## [Your objective]
Copy the first line of the material below and every later line through the line containing "fn file_extensions(&self) ->", without any other output.

## [Data provided]

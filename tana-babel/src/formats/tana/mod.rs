//! Tana Paste format implementation
//!
//! Tana Paste is the plain-text clipboard format understood by the Tana
//! outliner:
//!
//! ```text
//! %%tana%%
//! - !! Heading
//!   - child bullet
//!     - grandchild bullet
//! ```
//!
//! Nesting is encoded only by leading two-space groups. Headings are bullets
//! whose text starts with `!!`. The format is write-only here: nothing parses
//! Tana Paste back, and converting converted output again simply wraps it in a
//! second preamble.

pub mod serializer;

use crate::error::FormatError;
use crate::format::Format;
use crate::ir::nodes::Outline;

pub use serializer::{serialize_to_tana, PREAMBLE};

/// Format implementation for Tana Paste
#[derive(Debug, Clone, Copy, Default)]
pub struct TanaFormat;

impl Format for TanaFormat {
    fn name(&self) -> &str {
        "tana"
    }

    fn description(&self) -> &str {
        "Tana Paste outline format"
    }

    fn file_extensions(&self) -> &[&str] {
        &["tana"]
    }

    fn supports_serialization(&self) -> bool {
        true
    }

    fn serialize(&self, outline: &Outline) -> Result<String, FormatError> {
        Ok(serialize_to_tana(outline))
    }
}
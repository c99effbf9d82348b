//! Intermediate Representation (IR) for outline documents.
//!
//! Markdown is read into a flat stream of block [`events`], which
//! `common::nesting` turns into an [`nodes::Outline`]: one line per emitted
//! bullet, already carrying its depth. Every output format serializes the
//! outline, never the events.

pub mod events;
pub mod nodes;
//! List nesting through the full conversion.

use insta::assert_snapshot;
use tana_babel::markdown_to_outline_paragraphs;

#[test]
fn test_list_nesting_by_column() {
    let out =
        markdown_to_outline_paragraphs("- Item 1\n  - Item 1.1\n    - Item 1.1.1\n- Item 2");
    assert_eq!(
        out,
        "%%tana%%\n- Item 1\n  - Item 1.1\n    - Item 1.1.1\n- Item 2"
    );
}

#[test]
fn test_numbered_and_asterisk_markers() {
    let out = markdown_to_outline_paragraphs("1. one\n2. two\n   * sub\n10. ten");
    assert_eq!(out, "%%tana%%\n- one\n- two\n  - sub\n- ten");
}

#[test]
fn test_four_space_indentation_is_one_level() {
    let out = markdown_to_outline_paragraphs("- a\n    - b\n        - c");
    assert_eq!(out, "%%tana%%\n- a\n  - b\n    - c");
}

#[test]
fn test_one_space_child_is_a_sibling() {
    let out = markdown_to_outline_paragraphs("- a\n - b\n   - c");
    assert_eq!(out, "%%tana%%\n- a\n- b\n  - c");
}

#[test]
fn test_list_under_headings() {
    let md = "# Project\n## Tasks\n- write\n  - tests\n- ship";
    assert_snapshot!(markdown_to_outline_paragraphs(md), @r"
    %%tana%%
    - !! Project
      - !! Tasks
        - write
          - tests
        - ship
    ");
}

#[test]
fn test_paragraph_interrupts_list() {
    let out = markdown_to_outline_paragraphs("- a\n  - b\nbreak\n  - c");
    assert_eq!(out, "%%tana%%\n- a\n  - b\n- break\n- c");
}

#[test]
fn test_list_items_are_inline_formatted() {
    let out = markdown_to_outline_paragraphs("- a _soft_ and **hard** point");
    assert_eq!(out, "%%tana%%\n- a __soft__ and **hard** point");
}
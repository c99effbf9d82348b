//! Tests for the event stream -> outline nesting.

use tana_babel::common::nesting::events_to_outline;
use tana_babel::ir::events::Event;
use tana_babel::ir::nodes::*;

fn heading(level: usize, text: &str) -> Event {
    Event::Heading {
        level,
        content: text.to_string(),
    }
}

fn item(column: usize, text: &str) -> Event {
    Event::ListItem {
        column,
        content: text.to_string(),
    }
}

#[test]
fn test_mixed_event_stream() {
    let outline = events_to_outline(vec![
        heading(1, "Title"),
        Event::Paragraph("Intro".to_string()),
        heading(2, "Section"),
        item(0, "one"),
        item(2, "one.one"),
        item(0, "two"),
        heading(1, "Next"),
        Event::Paragraph("Body".to_string()),
    ]);

    let expected = vec![
        OutlineLine::new(0, LineKind::Heading { level: 1 }, "Title"),
        OutlineLine::new(1, LineKind::Paragraph, "Intro"),
        OutlineLine::new(1, LineKind::Heading { level: 2 }, "Section"),
        OutlineLine::new(2, LineKind::ListItem, "one"),
        OutlineLine::new(3, LineKind::ListItem, "one.one"),
        OutlineLine::new(2, LineKind::ListItem, "two"),
        OutlineLine::new(0, LineKind::Heading { level: 1 }, "Next"),
        OutlineLine::new(1, LineKind::Paragraph, "Body"),
    ];

    assert_eq!(outline.lines, expected);
}

#[test]
fn test_empty_event_stream() {
    let outline = events_to_outline(Vec::new());
    assert!(outline.is_empty());
}

#[test]
fn test_list_before_any_heading_starts_at_zero() {
    let outline = events_to_outline(vec![item(6, "deep first"), item(8, "deeper")]);
    let depths: Vec<usize> = outline.iter().map(|line| line.depth).collect();
    assert_eq!(depths, vec![0, 1]);
}
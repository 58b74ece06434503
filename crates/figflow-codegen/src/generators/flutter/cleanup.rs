//! Textual touch-ups applied to the assembled snippet.
//!
//! The screen-width rewrite of a top-level `Container` keeps the indentation
//! of the `width:` line it replaces instead of emitting the bare property, so
//! the result lines up with the rest of the widget.

const SCREEN_WIDTH: &str = "width: MediaQuery.of(context).size.width,";

/// Clean up a generated snippet.
///
/// Lines that are only a comma are blanked, legacy property names are
/// renamed, a top-level `Container` stretches to the screen width, and the
/// result always ends with a comma.
pub fn clean(code: &str) -> String {
    let mut lines: Vec<String> = code.trim().split('\n').map(clean_line).collect();

    if lines.len() >= 2 && lines[0].contains("Container") && lines[1].contains("width:") {
        let indent_len = lines[1].len() - lines[1].trim_start().len();
        let indent = lines[1][..indent_len].to_string();
        lines[1] = format!("{}{}", indent, SCREEN_WIDTH);
    }

    let mut result = lines.join("\n").trim().to_string();
    if !result.ends_with(',') {
        result.push(',');
    }
    result
}

/// Per-line substitutions. Applying them twice changes nothing.
pub fn clean_line(line: &str) -> String {
    if line.trim() == "," {
        return String::new();
    }
    line.replace("textDecoration:", "decoration:")
        .replace("Border.only(", "Border(")
}
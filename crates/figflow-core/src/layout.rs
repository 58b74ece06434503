//! Auto-layout properties of frame-like nodes.

use serde::{Deserialize, Serialize};

/// Direction of an auto-layout frame.
#[derive(Debug, Clone, Copy, PartialEq, Eq, Default, Serialize, Deserialize)]
#[serde(rename_all = "SCREAMING_SNAKE_CASE")]
pub enum LayoutMode {
    /// Children are freely positioned
    #[default]
    None,
    /// Left to right
    Horizontal,
    /// Top to bottom
    Vertical,
}

/// Distribution of children along the main axis.
#[derive(Debug, Clone, Copy, PartialEq, Eq, Default, Serialize, Deserialize)]
#[serde(rename_all = "SCREAMING_SNAKE_CASE")]
pub enum PrimaryAxisAlign {
    #[default]
    Min,
    Center,
    Max,
    SpaceBetween,
}

/// Alignment of children on the cross axis.
#[derive(Debug, Clone, Copy, PartialEq, Eq, Default, Serialize, Deserialize)]
#[serde(rename_all = "SCREAMING_SNAKE_CASE")]
pub enum CounterAxisAlign {
    #[default]
    Min,
    Center,
    Max,
    Baseline,
}

/// How a node sizes itself along one axis inside an auto-layout parent.
#[derive(Debug, Clone, Copy, PartialEq, Eq, Default, Serialize, Deserialize)]
#[serde(rename_all = "SCREAMING_SNAKE_CASE")]
pub enum LayoutSizing {
    #[default]
    Fixed,
    Hug,
    Fill,
}

/// Whether a child participates in its parent's auto-layout flow.
#[derive(Debug, Clone, Copy, PartialEq, Eq, Default, Serialize, Deserialize)]
#[serde(rename_all = "SCREAMING_SNAKE_CASE")]
pub enum LayoutPositioning {
    #[default]
    Auto,
    Absolute,
}

/// Padding on all sides.
#[derive(Debug, Clone, Copy, PartialEq, Default, Serialize, Deserialize)]
pub struct Padding {
    pub top: f64,
    pub right: f64,
    pub bottom: f64,
    pub left: f64,
}

impl Padding {
    /// Create uniform padding.
    pub fn uniform(value: f64) -> Self {
        Self {
            top: value,
            right: value,
            bottom: value,
            left: value,
        }
    }

    /// Create symmetric padding.
    pub fn symmetric(horizontal: f64, vertical: f64) -> Self {
        Self {
            top: vertical,
            right: horizontal,
            bottom: vertical,
            left: horizontal,
        }
    }

    pub fn is_zero(&self) -> bool {
        self.top == 0.0 && self.right == 0.0 && self.bottom == 0.0 && self.left == 0.0
    }
}

/// An auto-layout configuration, either set explicitly on a frame or
/// inferred from the placement of its children.
#[derive(Debug, Clone, Copy, PartialEq, Default, Serialize, Deserialize)]
#[serde(rename_all = "camelCase", default)]
pub struct AutoLayout {
    pub layout_mode: LayoutMode,
    /// Gap between consecutive children
    pub item_spacing: f64,
    pub primary_axis_align_items: PrimaryAxisAlign,
    pub counter_axis_align_items: CounterAxisAlign,
    pub padding_top: f64,
    pub padding_right: f64,
    pub padding_bottom: f64,
    pub padding_left: f64,
}

impl AutoLayout {
    /// Create a horizontal layout with the given gap.
    pub fn horizontal(item_spacing: f64) -> Self {
        Self {
            layout_mode: LayoutMode::Horizontal,
            item_spacing,
            ..Default::default()
        }
    }

    /// Create a vertical layout with the given gap.
    pub fn vertical(item_spacing: f64) -> Self {
        Self {
            layout_mode: LayoutMode::Vertical,
            item_spacing,
            ..Default::default()
        }
    }

    /// Set main and cross axis alignment.
    pub fn with_alignment(mut self, primary: PrimaryAxisAlign, counter: CounterAxisAlign) -> Self {
        self.primary_axis_align_items = primary;
        self.counter_axis_align_items = counter;
        self
    }

    /// Set padding.
    pub fn with_padding(mut self, padding: Padding) -> Self {
        self.padding_top = padding.top;
        self.padding_right = padding.right;
        self.padding_bottom = padding.bottom;
        self.padding_left = padding.left;
        self
    }

    /// Whether children flow in a direction (anything but [`LayoutMode::None`]).
    pub fn is_directional(&self) -> bool {
        self.layout_mode != LayoutMode::None
    }

    pub fn padding(&self) -> Padding {
        Padding {
            top: self.padding_top,
            right: self.padding_right,
            bottom: self.padding_bottom,
            left: self.padding_left,
        }
    }
}
//! Dart expressions for colors, borders, radii, shadows and padding.

use figflow_core::{
    top_paint, Color, ColorStop, CornerRadius, Effect, NodeKind, Padding, Paint, Point,
    SceneNode, StrokeAlign,
};

use crate::format::{num_to_fixed, WidgetCall};

/// `Color(0xAARRGGBB)`.
pub fn color(color: &Color, opacity: f32) -> String {
    let [a, r, g, b] = color.to_argb8(opacity);
    format!("Color(0x{:02X}{:02X}{:02X}{:02X})", a, r, g, b)
}

/// Color of the topmost visible paint, when it is a solid one.
pub fn solid_color(paints: &[Paint]) -> Option<String> {
    match top_paint(paints) {
        Some(Paint::Solid { color: c, opacity, .. }) => Some(color(c, *opacity)),
        _ => None,
    }
}

pub fn linear_gradient(stops: &[ColorStop], handles: &[Point], opacity: f32) -> String {
    let start = handles.first().copied().unwrap_or(Point::new(0.0, 0.5));
    let end = handles.get(1).copied().unwrap_or(Point::new(1.0, 0.5));

    WidgetCall::new("LinearGradient")
        .arg("begin", alignment(start))
        .arg("end", alignment(end))
        .list(
            "colors",
            stops.iter().map(|s| color(&s.color, opacity)).collect(),
        )
        .list(
            "stops",
            stops.iter().map(|s| num_to_fixed(s.position)).collect(),
        )
        .render()
}

/// Map a unit-square point to Flutter's `-1..1` alignment space.
fn alignment(point: Point) -> String {
    format!(
        "Alignment({}, {})",
        num_to_fixed(point.x * 2.0 - 1.0),
        num_to_fixed(point.y * 2.0 - 1.0)
    )
}

/// `BorderSide` for the topmost solid stroke.
pub fn border_side(node: &SceneNode) -> Option<String> {
    if node.stroke_weight <= 0.0 {
        return None;
    }
    let stroke_color = solid_color(&node.strokes)?;
    let align = match node.stroke_align {
        StrokeAlign::Inside => "BorderSide.strokeAlignInside",
        StrokeAlign::Center => "BorderSide.strokeAlignCenter",
        StrokeAlign::Outside => "BorderSide.strokeAlignOutside",
    };

    Some(
        WidgetCall::new("BorderSide")
            .arg("width", num_to_fixed(node.stroke_weight))
            .arg("strokeAlign", align)
            .arg("color", stroke_color)
            .render(),
    )
}

pub fn border_radius(radius: &CornerRadius) -> Option<String> {
    if radius.is_zero() {
        return None;
    }
    if radius.is_uniform() {
        return Some(format!(
            "BorderRadius.circular({})",
            num_to_fixed(radius.top_left)
        ));
    }

    let corner = |value: f64| {
        (value != 0.0).then(|| format!("Radius.circular({})", num_to_fixed(value)))
    };
    Some(
        WidgetCall::new("BorderRadius.only")
            .arg_opt("topLeft", corner(radius.top_left))
            .arg_opt("topRight", corner(radius.top_right))
            .arg_opt("bottomLeft", corner(radius.bottom_left))
            .arg_opt("bottomRight", corner(radius.bottom_right))
            .render(),
    )
}

/// Outline shape: an oval for ellipses, a rounded rectangle otherwise.
pub fn shape(node: &SceneNode) -> Option<String> {
    let side = border_side(node);

    if node.kind == NodeKind::Ellipse {
        return Some(WidgetCall::new("OvalBorder").arg_opt("side", side).render());
    }

    let radius = border_radius(&node.corner_radius);
    if side.is_none() && radius.is_none() {
        return None;
    }
    Some(
        WidgetCall::new("RoundedRectangleBorder")
            .arg_opt("side", side)
            .arg_opt("borderRadius", radius)
            .render(),
    )
}

/// `BoxShadow`s for visible drop shadows. Inner shadows have no equivalent.
pub fn shadows(node: &SceneNode) -> Vec<String> {
    node.effects
        .iter()
        .filter_map(|effect| match effect {
            Effect::DropShadow(shadow) if shadow.visible => Some(shadow),
            _ => None,
        })
        .map(|shadow| {
            WidgetCall::new("BoxShadow")
                .arg("color", color(&shadow.color, 1.0))
                .arg("blurRadius", num_to_fixed(shadow.radius))
                .arg(
                    "offset",
                    format!(
                        "Offset({}, {})",
                        num_to_fixed(shadow.offset.x),
                        num_to_fixed(shadow.offset.y)
                    ),
                )
                .arg("spreadRadius", num_to_fixed(shadow.spread))
                .render()
        })
        .collect()
}

/// `EdgeInsets` in its most compact form.
pub fn padding(padding: &Padding) -> Option<String> {
    if padding.is_zero() {
        return None;
    }
    let Padding {
        top,
        right,
        bottom,
        left,
    } = *padding;

    if top == right && top == bottom && top == left {
        return Some(format!("const EdgeInsets.all({})", num_to_fixed(top)));
    }

    let non_zero = |value: f64| (value != 0.0).then(|| num_to_fixed(value));
    if top == bottom && left == right {
        return Some(
            WidgetCall::new("const EdgeInsets.symmetric")
                .arg_opt("horizontal", non_zero(left))
                .arg_opt("vertical", non_zero(top))
                .render(),
        );
    }

    Some(
        WidgetCall::new("const EdgeInsets.only")
            .arg_opt("top", non_zero(top))
            .arg_opt("left", non_zero(left))
            .arg_opt("right", non_zero(right))
            .arg_opt("bottom", non_zero(bottom))
            .render(),
    )
}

## [Your response]
filename tana-babel/src/formats/tana/mod.rs
//! Tana Paste format implementation
//!
//! Tana Paste is the plain-text clipboard format understood by the Tana
//! outliner:
//!
//! ```text
//! %%tana%%
//! - !! Heading
//!   - child bullet
//!     - grandchild bullet
//! ```
//!
//! Nesting is encoded only by leading two-space groups. Headings are bullets
//! whose text starts with `!!`. The format is write-only here: nothing parses
//! Tana Paste back, and converting converted output again simply wraps it in a
//! second preamble.

pub mod serializer;

use crate::error::FormatError;
use crate::format::Format;
use crate::ir::nodes::Outline;

pub use serializer::{serialize_to_tana, PREAMBLE};

/// Format implementation for Tana Paste
#[derive(Debug, Clone, Copy, Default)]
pub struct TanaFormat;

impl Format for TanaFormat {
    fn name(&self) -> &str {
        "tana"
    }

    fn description(&self) -> &str {
        "Tana Paste outline format"
    }

    fn file_extensions(&self) -> &[&str] {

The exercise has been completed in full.